Erik Ramsgaard Wognsen

Thoughts & technology


I don’t game a lot, but after seeing rave reviews, I knew I had to try Playdead’s INSIDE.

And, like many others, I was blown away.

Above all stands the eerie, mesmerizing, spine-chilling atmosphere. It’s a combination of the visuals, the sounds, the story. All three are tightly integrated as well as dark, minimalist, mysterious, foreboding and awe-inspiring.

The two-and-a-half dimensions are amazing. The game uses 2D controls in a 3D world. The third dimension is an integral part of the game even though the protagonist cannot enter it. First of all, it tells the most of the story. Second, while the boy is stuck in 2D, antagonists can move in 3D which is used in puzzles or to introduce them before they interact with you. When a dog chases you, you can hear it barking as it appears in the distance and races towards you. If it catches you, it does not feel unfair — only terrifying.

The camera is also used to great effect. While the camera always follows the protagonist, it subtly, gradually changes perspective to draw attention to puzzle elements and places you are going. The camera also zooms in and out depending on the scene. I vividly remember the zoomed-in view of trying to fend off a pack of dogs with a torch, or the zoom-out of an underwater expanse making me feel small and vulnerable while also coaxing me into exploring.

The camera perspective reveals a drainpipe that will become relevant in the near future.The camera perspective reveals a drainpipe that will become relevant in the near future.

The realism of movements is also amazing. The physically unrealistic platformer classic of changing direction in mid-air does not work here. But it’s also in details such as running in mud slowing the boy down. He can stumble and fall. When climbing a ladder, his hands and feet will touch each individual rung. Climbing and swinging a rope looks realistic. While underwater, it takes time to change direction.

In general, I just loved the attention to detail. His breathing chest movements match the sound of his breathing. And his breathing matches the tension of the situation. In this regard, I think that coming up short of breath from a deep dive should also affect his breathing, but it doesn’t. This seems like a minor oversight in what is otherwise a parade of perfection.

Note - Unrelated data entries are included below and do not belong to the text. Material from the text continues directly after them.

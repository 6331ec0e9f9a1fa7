//! Client capabilities the migration is programmed against.
//!
//! Concrete drivers live in [`crate::drivers`]; everything else in this
//! crate only sees these traits, which keeps the reflector, the emission
//! layer and the planner testable with recording fakes.

use async_trait::async_trait;

use super::value::{PropertyMap, Row};
use crate::error::Result;

/// A connection to a SQL source database.
///
/// At most one query may be active at a time: `execute` begins a query and
/// `fetch_one` drains it row by row until it returns `None`, after which the
/// cursor is released and a new `execute` is allowed. Calling `execute`
/// while a stream is open fails with a `BusyCursor` error.
#[async_trait]
pub trait SqlClient: Send {
    /// Begin a query.
    async fn execute(&mut self, statement: &str) -> Result<()>;

    /// Return the next row, or `None` once the stream is finished.
    async fn fetch_one(&mut self) -> Result<Option<Row>>;

    /// Escape a string for embedding inside a single-quoted SQL literal.
    /// The returned text does not include the surrounding quotes.
    fn escape_literal(&self, text: &str) -> String;

    /// Quote an identifier (schema, table or column name) for this dialect.
    fn escape_identifier(&self, name: &str) -> String;
}

/// A connection to the destination graph database.
///
/// Statements are parameterized; value leaves are always bound through
/// `params`, never rendered inline. The cursor discipline is the same as
/// for [`SqlClient`].
#[async_trait]
pub trait GraphClient: Send {
    /// Execute a parameterized statement.
    async fn execute(&mut self, statement: &str, params: PropertyMap) -> Result<()>;

    /// Return the next result row, or `None` once the stream is finished.
    async fn fetch_one(&mut self) -> Result<Option<Row>>;
}
//! Memgraph clients over the Bolt protocol.
//!
//! [`MemgraphClient`] implements the destination-side [`GraphClient`];
//! [`MemgraphSource`] implements [`GraphSource`] for graph-to-graph
//! migration. Both speak Bolt through `neo4rs`.


use async_trait::async_trait;
use futures::TryStream;
use neo4rs::{
    query, BoltList, BoltMap, BoltNull, BoltString, BoltType, ConfigBuilder,
    Graph, Node, Relation,
};
use tracing::info;

use crate::config::{DestinationConfig, SourceConfig};
use crate::core::{GraphClient, PropertyMap, Row, Value};
use crate::error::{MigrateError, Result};
use crate::migrate::graph::{
    ConstraintInfo, GraphSource, IndexInfo, SourceNode, SourceRelationship,
};

/// Type-erased cursor over a [`neo4rs::DetachedRowStream::into_stream`]
/// result, needed because the concrete stream type is not nameable outside
/// the `neo4rs` crate.
#[async_trait]
trait RowCursor: Send {
    async fn next_row(&mut self) -> neo4rs::Result<Option<neo4rs::Row>>;
}

#[async_trait]
impl<T> RowCursor for std::pin::Pin<Box<T>>
where
    T: futures::TryStream<Ok = neo4rs::Row, Error = neo4rs::Error> + Send + ?Sized,
{
    async fn next_row(&mut self) -> neo4rs::Result<Option<neo4rs::Row>> {
        futures::future::poll_fn(|cx| self.as_mut().try_poll_next(cx).map(Option::transpose))
            .await
    }
}

type BoltRowStream = Box<dyn RowCursor>;

/// Open a Bolt connection.
async fn connect_graph(
    host: &str,
    port: u16,
    username: &str,
    password: &str,
    use_ssl: bool,
    target: &str,
) -> Result<Graph> {
    let scheme = if use_ssl { "bolt+s" } else { "bolt" };
    let uri = format!("{}://{}:{}", scheme, host, port);
    let config = ConfigBuilder::default()
        .uri(&uri)
        .user(username)
        .password(password)
        .build()
        .map_err(|e| MigrateError::connect(format!("{} {}", target, uri), e))?;
    let graph = Graph::connect(config)
        .await
        .map_err(|e| MigrateError::connect(format!("{} {}", target, uri), e))?;
    info!("connected to {} {}", target, uri);
    Ok(graph)
}

/// Convert a [`Value`] into its Bolt representation.
fn to_bolt(value: &Value) -> BoltType {
    match value {
        Value::Null => BoltType::Null(BoltNull),
        Value::Bool(v) => (*v).into(),
        Value::Int(v) => (*v).into(),
        Value::Float(v) => (*v).into(),
        Value::String(v) => v.clone().into(),
        Value::List(items) => {
            BoltType::List(BoltList {
                value: items.iter().map(to_bolt).collect(),
            })
        }
        Value::Map(map) => BoltType::Map(BoltMap {
            value: map
                .iter()
                .map(|(k, v)| (BoltString::from(k.as_str()), to_bolt(v)))
                .collect(),
        }),
    }
}

/// Convert a deserialized JSON value back into a [`Value`]. Integral
/// numbers stay integers.
fn from_json(value: serde_json::Value) -> Value {
    match value {
        serde_json::Value::Null => Value::Null,
        serde_json::Value::Bool(v) => Value::Bool(v),
        serde_json::Value::Number(n) => {
            if let Some(v) = n.as_i64() {
                Value::Int(v)
            } else {
                Value::Float(n.as_f64().unwrap_or_default())
            }
        }
        serde_json::Value::String(v) => Value::String(v),
        serde_json::Value::Array(items) => Value::List(items.into_iter().map(from_json).collect()),
        serde_json::Value::Object(map) => Value::Map(
            map.into_iter()
                .map(|(k, v)| (k, from_json(v)))
                .collect(),
        ),
    }
}

/// Destination-side Bolt client.
pub struct MemgraphClient {
    graph: Graph,
    rows: Option<BoltRowStream>,
}

impl MemgraphClient {
    /// Connect to the destination described by `config`.
    pub async fn connect(config: &DestinationConfig) -> Result<Self> {
        let graph = connect_graph(
            &config.host,
            config.port,
            &config.username,
            &config.password,
            config.use_ssl,
            "destination",
        )
        .await?;
        Ok(Self { graph, rows: None })
    }
}

#[async_trait]
impl GraphClient for MemgraphClient {
    async fn execute(&mut self, statement: &str, params: PropertyMap) -> Result<()> {
        if self.rows.is_some() {
            return Err(MigrateError::BusyCursor(
                "execute called while a result stream is open".into(),
            ));
        }
        let mut q = query(statement);
        for (key, value) in &params {
            q = q.param(key, to_bolt(value));
        }
        let stream = self
            .graph
            .execute(q)
            .await
            .map_err(|e| MigrateError::graph_exec(e, format!("executing '{}'", statement)))?;
        self.rows = Some(Box::new(Box::pin(stream.into_stream())));
        Ok(())
    }

    async fn fetch_one(&mut self) -> Result<Option<Row>> {
        let Some(stream) = self.rows.as_mut() else {
            return Ok(None);
        };
        match stream.next_row().await {
            Ok(Some(row)) => {
                let fields: serde_json::Map<String, serde_json::Value> = row
                    .to()
                    .map_err(|e| MigrateError::GraphFetch(e.to_string()))?;
                Ok(Some(fields.into_iter().map(|(_, v)| from_json(v)).collect()))
            }
            Ok(None) => {
                self.rows = None;
                Ok(None)
            }
            Err(e) => {
                self.rows = None;
                Err(MigrateError::GraphFetch(e.to_string()))
            }
        }
    }
}

/// Source-side Bolt client for graph-to-graph migration.
pub struct MemgraphSource {
    graph: Graph,
    rows: Option<BoltRowStream>,
}

impl MemgraphSource {
    /// Connect to the source described by `config`.
    pub async fn connect(config: &SourceConfig) -> Result<Self> {
        let graph = connect_graph(
            &config.host,
            config.resolved_port(),
            &config.username,
            &config.password,
            config.use_ssl,
            "source",
        )
        .await?;
        Ok(Self { graph, rows: None })
    }

    async fn start(&mut self, statement: &str) -> Result<()> {
        if self.rows.is_some() {
            return Err(MigrateError::BusyCursor(
                "execute called while a result stream is open".into(),
            ));
        }
        let stream = self
            .graph
            .execute(query(statement))
            .await
            .map_err(|e| MigrateError::graph_exec(e, format!("executing '{}'", statement)))?;
        self.rows = Some(Box::new(Box::pin(stream.into_stream())));
        Ok(())
    }

    async fn next(&mut self) -> Result<Option<neo4rs::Row>> {
        let Some(stream) = self.rows.as_mut() else {
            return Ok(None);
        };
        match stream.next_row().await {
            Ok(Some(row)) => Ok(Some(row)),
            Ok(None) => {
                self.rows = None;
                Ok(None)
            }
            Err(e) => {
                self.rows = None;
                Err(MigrateError::GraphFetch(e.to_string()))
            }
        }
    }
}

/// Read the properties of a node or relationship entity.
fn entity_properties<'a>(
    keys: impl IntoIterator<Item = &'a str>,
    get: impl Fn(&str) -> Result<serde_json::Value>,
) -> Result<PropertyMap> {
    let mut properties = PropertyMap::new();
    for key in keys {
        properties.insert(key.to_string(), from_json(get(key)?));
    }
    Ok(properties)
}

#[async_trait]
impl GraphSource for MemgraphSource {
    async fn start_nodes(&mut self) -> Result<()> {
        self.start("MATCH (u) RETURN u;").await
    }

    async fn next_node(&mut self) -> Result<Option<SourceNode>> {
        let Some(row) = self.next().await? else {
            return Ok(None);
        };
        let node: Node = row
            .get("u")
            .map_err(|e| MigrateError::GraphFetch(format!("reading a vertex: {}", e)))?;
        let properties = entity_properties(node.keys(), |key| {
            node.get::<serde_json::Value>(key)
                .map_err(|e| MigrateError::GraphFetch(format!("reading a vertex property: {}", e)))
        })?;
        Ok(Some(SourceNode {
            id: node.id(),
            labels: node.labels().into_iter().map(str::to_string).collect(),
            properties,
        }))
    }

    async fn start_relationships(&mut self) -> Result<()> {
        self.start("MATCH (u)-[e]->(v) RETURN e;").await
    }

    async fn next_relationship(&mut self) -> Result<Option<SourceRelationship>> {
        let Some(row) = self.next().await? else {
            return Ok(None);
        };
        let relation: Relation = row
            .get("e")
            .map_err(|e| MigrateError::GraphFetch(format!("reading an edge: {}", e)))?;
        let properties = entity_properties(relation.keys(), |key| {
            relation
                .get::<serde_json::Value>(key)
                .map_err(|e| MigrateError::GraphFetch(format!("reading an edge property: {}", e)))
        })?;
        Ok(Some(SourceRelationship {
            start_id: relation.start_node_id(),
            end_id: relation.end_node_id(),
            edge_type: relation.typ().to_string(),
            properties,
        }))
    }

    async fn index_info(&mut self) -> Result<IndexInfo> {
        self.start("SHOW INDEX INFO;").await?;
        let mut info = IndexInfo::default();
        while let Some(row) = self.next().await? {
            let kind: String = row
                .get("index type")
                .map_err(|e| MigrateError::GraphFetch(format!("reading index info: {}", e)))?;
            let label: String = row
                .get("label")
                .map_err(|e| MigrateError::GraphFetch(format!("reading index info: {}", e)))?;
            match kind.as_str() {
                "label" => info.label.push(label),
                "label+property" => {
                    let property: String = row.get("property").map_err(|e| {
                        MigrateError::GraphFetch(format!("reading index info: {}", e))
                    })?;
                    info.label_property.push((label, property));
                }
                other => {
                    return Err(MigrateError::UnexpectedResult(format!(
                        "received unsupported index type '{}'",
                        other
                    )))
                }
            }
        }
        Ok(info)
    }

    async fn constraint_info(&mut self) -> Result<ConstraintInfo> {
        self.start("SHOW CONSTRAINT INFO;").await?;
        let mut info = ConstraintInfo::default();
        while let Some(row) = self.next().await? {
            let kind: String = row
                .get("constraint type")
                .map_err(|e| MigrateError::GraphFetch(format!("reading constraint info: {}", e)))?;
            let label: String = row
                .get("label")
                .map_err(|e| MigrateError::GraphFetch(format!("reading constraint info: {}", e)))?;
            let properties: serde_json::Value = row
                .get("properties")
                .map_err(|e| MigrateError::GraphFetch(format!("reading constraint info: {}", e)))?;
            match (kind.as_str(), properties) {
                ("existence", serde_json::Value::String(property)) => {
                    info.existence.push((label, property));
                }
                ("unique", serde_json::Value::Array(items)) => {
                    let mut names = Vec::with_capacity(items.len());
                    for item in items {
                        match item {
                            serde_json::Value::String(name) => names.push(name),
                            other => {
                                return Err(MigrateError::UnexpectedResult(format!(
                                    "received unexpected unique constraint property {:?}",
                                    other
                                )))
                            }
                        }
                    }
                    info.unique.push((label, names));
                }
                ("unique", serde_json::Value::String(property)) => {
                    info.unique.push((label, vec![property]));
                }
                (other, _) => {
                    return Err(MigrateError::UnexpectedResult(format!(
                        "received unsupported constraint type '{}'",
                        other
                    )))
                }
            }
        }
        Ok(info)
    }
}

The details are not just about the boy’s movements. There are many subtleties that you only find by chance. For example, while swinging from a lamp cord, sparks will fly from the lamp on the off chance that it hits the wall. A blast of air will throw zombies off their feet in the rare case they are standing nearby. Some details are even hidden on purpose. There is a cord you can climb, but when you stand under it, it (and the boy) is obscured by a pillar in the foreground.

Finally, I love the complete lack of words in the game, both spoken and written. The gameplay needs no explanation because the whole thing is just a beautifully crafted progression of elements. The story is very open to interpretation. I think you should play the game and see for yourself!